Just beyond the quay lay the yellow skeleton of a boat. Five men were working on it. ‘They are using nothing but axes?’ Jill said.

‘That is so,’ Dahler answered. ‘They use nothing but the axe. That is the way the Vikings build their boats. And up at Fjaerland they have always built their fishings boats that way. They can make carpets from local wool and stockings and jerseys — all by the method and in the pattern that they have always used. Nothing is new here — except the hotel and the steamers.’

We ran past a little wooden church, past the hotel, half-hidden in trees, and in to the wooden piles of the jetty. ‘Is that your partner’s boat?’ I asked Sunde, pointing to a small tock-a-tock lying just beyond the quay. But he shook his head. His partner hadn’t arrived and as though that were an omen, I suddenly had the feeling that things weren’t going to go well.

I left the others and went up to the hotel alone. A waitress in national costume of black with embroidered bodice and frilled lace blouse stood in the entrance hall. ‘Is Mr Ulvik in the hotel?’ I asked.

She shook her head and laughed. ‘Et oyeblikk sa skal jeg finne eieren.’

I waited. There were tiers of postcards, all of ice and snow and violent, blasted crags. Behind the porter’s desk hung handmade rugs in brilliant colours, belts stamped out of leather and strange shaped walking sticks. On the desk were several pairs of slippers made by hand from what I later discovered to be reindeer. They had originally been made by the inhabitants for walking on frozen snow, but were now produced for the tourist trade on which the village lived. In a corner of the hall were piled rucksacks, rope, climbing boots, ice axes and a pair of skis. The atmosphere of the place was so different from the islands.

Footsteps sounded on the stairs. I looked up. A short, fat little man hurried towards me. He wore a black suit and white collar and looked as out of place as a clerk in a gymnasium. He held out a white, podgy hand. ‘You are Mr Gansert, perhaps,’ he said. There was a gleam of gold fillings in his wide smile.

‘Are you Mr Ulvik?’ I asked.

‘Yes. That is me.’ He spoke English with a slight American accent. ‘Come. We will go into the lounge. You have had tea?’

‘Not yet,’ I said.

‘Then we have some tea.’ He took hold of my arm and led me into a room where walls and ceiling were delicately hand-painted. The place was empty. ‘It is early in the season,’ he said. ‘Fjaerland is too cold yet. The hotel is only just open.’ He ordered tea and then said, ‘Now Mr Gansert, I must tell you that I have not got what you want. Our application for the exhumation of this man, Bernt Olsen, is — how do you say it? — quashed.’

‘Quashed!’ I exclaimed. ‘Why?’

He shrugged his shoulders. ‘I do not know.’ The waitress came in with a tray laden with cakes and buttered toast. When she had gone, he said, ‘First, everything goes well, you understand. I see the doctor at Leikanger. We go to the police. They say there will be no difficulty. They take a telephone to Bergen. I am in Leikanger all yesterday. The application is granted and I make the necessary arrangements. And then, just as I am leaving to catch the steamer, the police tell me the arrangements must be cancelled. They have the telephone from Bergen to say that it has been decided after all that there are no reasons for the exhume.’

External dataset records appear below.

//! Engine error taxonomy.

use std::time::Duration;

use common::{Money, NdrId, OrderId, ShipmentId};
use serde::Serialize;
use store::StoreError;
use thiserror::Error;

/// Errors that can occur during RTO operations.
///
/// Every variant carries a stable code (see [`RtoError::code`]) so the
/// calling layer can translate failures into user-facing responses
/// without string matching.
#[derive(Debug, Error)]
pub enum RtoError {
    /// Shipment not found.
    #[error("Shipment not found: {0}")]
    ShipmentNotFound(ShipmentId),

    /// RTO event not found (by id or reverse AWB).
    #[error("RTO not found: {0}")]
    RtoNotFound(String),

    /// Order not found during restock.
    #[error("Order not found: {0}")]
    OrderNotFound(OrderId),

    /// The NDR event named by the trigger does not exist.
    #[error("NDR event not found: {0}")]
    NdrEventNotFound(NdrId),

    /// The shipment already reached the consignee.
    #[error("Shipment {0} is already delivered")]
    AlreadyDelivered(ShipmentId),

    /// The shipment already has an active return.
    #[error("Shipment {0} is already in an active RTO")]
    AlreadyInRto(ShipmentId),

    /// The operation is not legal in the event's current status.
    #[error("{message}")]
    InvalidState { message: String },

    /// Restock attempted without a passed QC inspection.
    #[error("Cannot restock: QC not passed")]
    QcNotPassed,

    /// The wallet cannot cover the estimated charge.
    #[error("Insufficient wallet balance: required {required}, available {available}")]
    InsufficientBalance { required: Money, available: Money },

    /// The actor exceeded the trigger rate limit.
    #[error("Rate limited, retry after {retry_after:?}")]
    RateLimited { retry_after: Duration },

    /// This NDR already produced an RTO.
    #[error("RTO already triggered for this NDR")]
    DuplicateTrigger,

    /// The wallet gateway rejected or failed the charge.
    #[error("Wallet charge failed: {0}")]
    WalletChargeFailed(String),

    /// The courier could not create the reverse shipment.
    #[error("Courier reverse shipment creation failed: {0}")]
    CourierCreateFailed(String),

    /// The courier could not cancel the reverse shipment.
    #[error("Courier cancellation failed: {0}")]
    CourierCancelFailed(String),

    /// The courier could not return tracking data.
    #[error("Courier tracking failed: {0}")]
    CourierTrackingFailed(String),

    /// No adapter is registered for the shipment's carrier.
    #[error("No courier adapter registered for carrier '{0}'")]
    UnsupportedCarrier(String),

    /// Storage error the workflow could not translate.
    #[error("Storage error: {0}")]
    Storage(#[from] StoreError),
}

impl RtoError {
    /// Returns the stable machine-readable code for this error.
    pub fn code(&self) -> &'static str {
        match self {
            RtoError::ShipmentNotFound(_) => "SHIPMENT_NOT_FOUND",
            RtoError::RtoNotFound(_) => "RTO_NOT_FOUND",
            RtoError::OrderNotFound(_) => "ORDER_NOT_FOUND",
            RtoError::NdrEventNotFound(_) => "NDR_EVENT_NOT_FOUND",
            RtoError::AlreadyDelivered(_) => "ALREADY_DELIVERED",
            RtoError::AlreadyInRto(_) => "ALREADY_IN_RTO",
            RtoError::InvalidState { .. } => "INVALID_RTO_STATUS",
            RtoError::QcNotPassed => "QC_NOT_PASSED",
            RtoError::InsufficientBalance { .. } => "INSUFFICIENT_BALANCE",
            RtoError::RateLimited { .. } => "RATE_LIMITED",
            RtoError::DuplicateTrigger => "DUPLICATE_TRIGGER",
            RtoError::WalletChargeFailed(_) => "WALLET_CHARGE_FAILED",
            RtoError::CourierCreateFailed(_) => "COURIER_CREATE_FAILED",
            RtoError::CourierCancelFailed(_) => "COURIER_CANCEL_FAILED",
            RtoError::CourierTrackingFailed(_) => "COURIER_TRACKING_FAILED",
            RtoError::UnsupportedCarrier(_) => "UNSUPPORTED_CARRIER",
            RtoError::Storage(_) => "STORAGE_ERROR",
        }
    }

    /// Renders the error as the structured body handed to callers.
    pub fn body(&self) -> ErrorBody {
        ErrorBody {
            success: false,
            error: self.to_string(),
            code: self.code(),
        }
    }
}

impl From<domain::RtoEventError> for RtoError {
    fn from(err: domain::RtoEventError) -> Self {
        match err {
            domain::RtoEventError::QcNotAllowed { .. } => RtoError::InvalidState {
                message: "RTO must be delivered to warehouse before QC".to_string(),
            },
            other => RtoError::InvalidState {
                message: other.to_string(),
            },
        }
    }
}

/// Structured failure body for the calling layer.
#[derive(Debug, Clone, Serialize)]
pub struct ErrorBody {
    pub success: bool,
    pub error: String,
    pub code: &'static str,
}

/// Convenience type alias for engine results.
pub type Result<T> = std::result::Result<T, RtoError>;

#[cfg(test)]
mod tests {
    use super::*;
    use domain::ReturnStatus;

    #[test]
    fn test_codes_are_stable() {
        assert_eq!(RtoError::DuplicateTrigger.code(), "DUPLICATE_TRIGGER");
        assert_eq!(RtoError::QcNotPassed.code(), "QC_NOT_PASSED");
        assert_eq!(
            RtoError::RtoNotFound("RAWB-1".to_string()).code(),
            "RTO_NOT_FOUND"
        );
        assert_eq!(
            RtoError::InvalidState {
                message: "x".to_string()
            }
            .code(),
            "INVALID_RTO_STATUS"
        );
    }

    #[test]
    fn test_duplicate_trigger_message_is_verbatim() {
        assert_eq!(
            RtoError::DuplicateTrigger.to_string(),
            "RTO already triggered for this NDR"
        );
    }

    #[test]
    fn test_insufficient_balance_message() {
        let err = RtoError::InsufficientBalance {
            required: Money::from_cents(5000),
            available: Money::from_cents(1000),
        };
        assert!(err.to_string().starts_with("Insufficient wallet balance"));
    }

    #[test]
    fn test_body_shape() {
        let body = RtoError::DuplicateTrigger.body();
        assert!(!body.success);
        assert_eq!(body.code, "DUPLICATE_TRIGGER");
        assert_eq!(body.error, "RTO already triggered for this NDR");

        let json = serde_json::to_value(&body).unwrap();
        assert_eq!(json["success"], serde_json::json!(false));
    }

    #[test]
    fn test_qc_gate_error_message() {
        let err: RtoError = domain::RtoEventError::QcNotAllowed {
            status: ReturnStatus::Initiated,
        }
        .into();
        assert_eq!(
            err.to_string(),
            "RTO must be delivered to warehouse before QC"
        );
    }
}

‘Look,’ I said angrily. ‘I told you I didn’t care how much it cost. Did you get on to the lawyers at Bergen?’

His white hand with its fat little fingers caressed my arm as though he were a doctor soothing a fractious patient. ‘Please believe me, Mr Gansert. I do everything that is possible to do. I telephone our lawyers. I telephone to a man very high in the police at Bergen. I even telephone Oslo, to one of the members of the Storting. But it is impossible. Something is blocking it. It is against policy, I fear.’

Against policy! That could mean only one thing. Jorgensen had used his influence to prevent the exhumation. Why? That was what puzzled me. Why was he scared to have Farnell’s body exhumed? Had the man been murdered? And had Jorgensen had something to do with it? I drank my tea in silence, trying to figure it out. Jorgensen wouldn’t directly involve himself in a thing like that. But where big money was involved I knew these things could happen — they could happen in England and they could happen in Norway. ‘Who is blocking the application?’ I asked Ulvik.

‘I do not know,’ he answered. ‘I try to find out. But everyone is very careful. I think somebody very important.’

I looked at him. He fidgeted nervously under my gaze. Had he been bought? But I dismissed the thought. I didn’t like him. But he was the company’s agent. And the company was shrewd enough not to employ foreign representatives who could be bought. But still, the money might be bigger than usually available for bribes.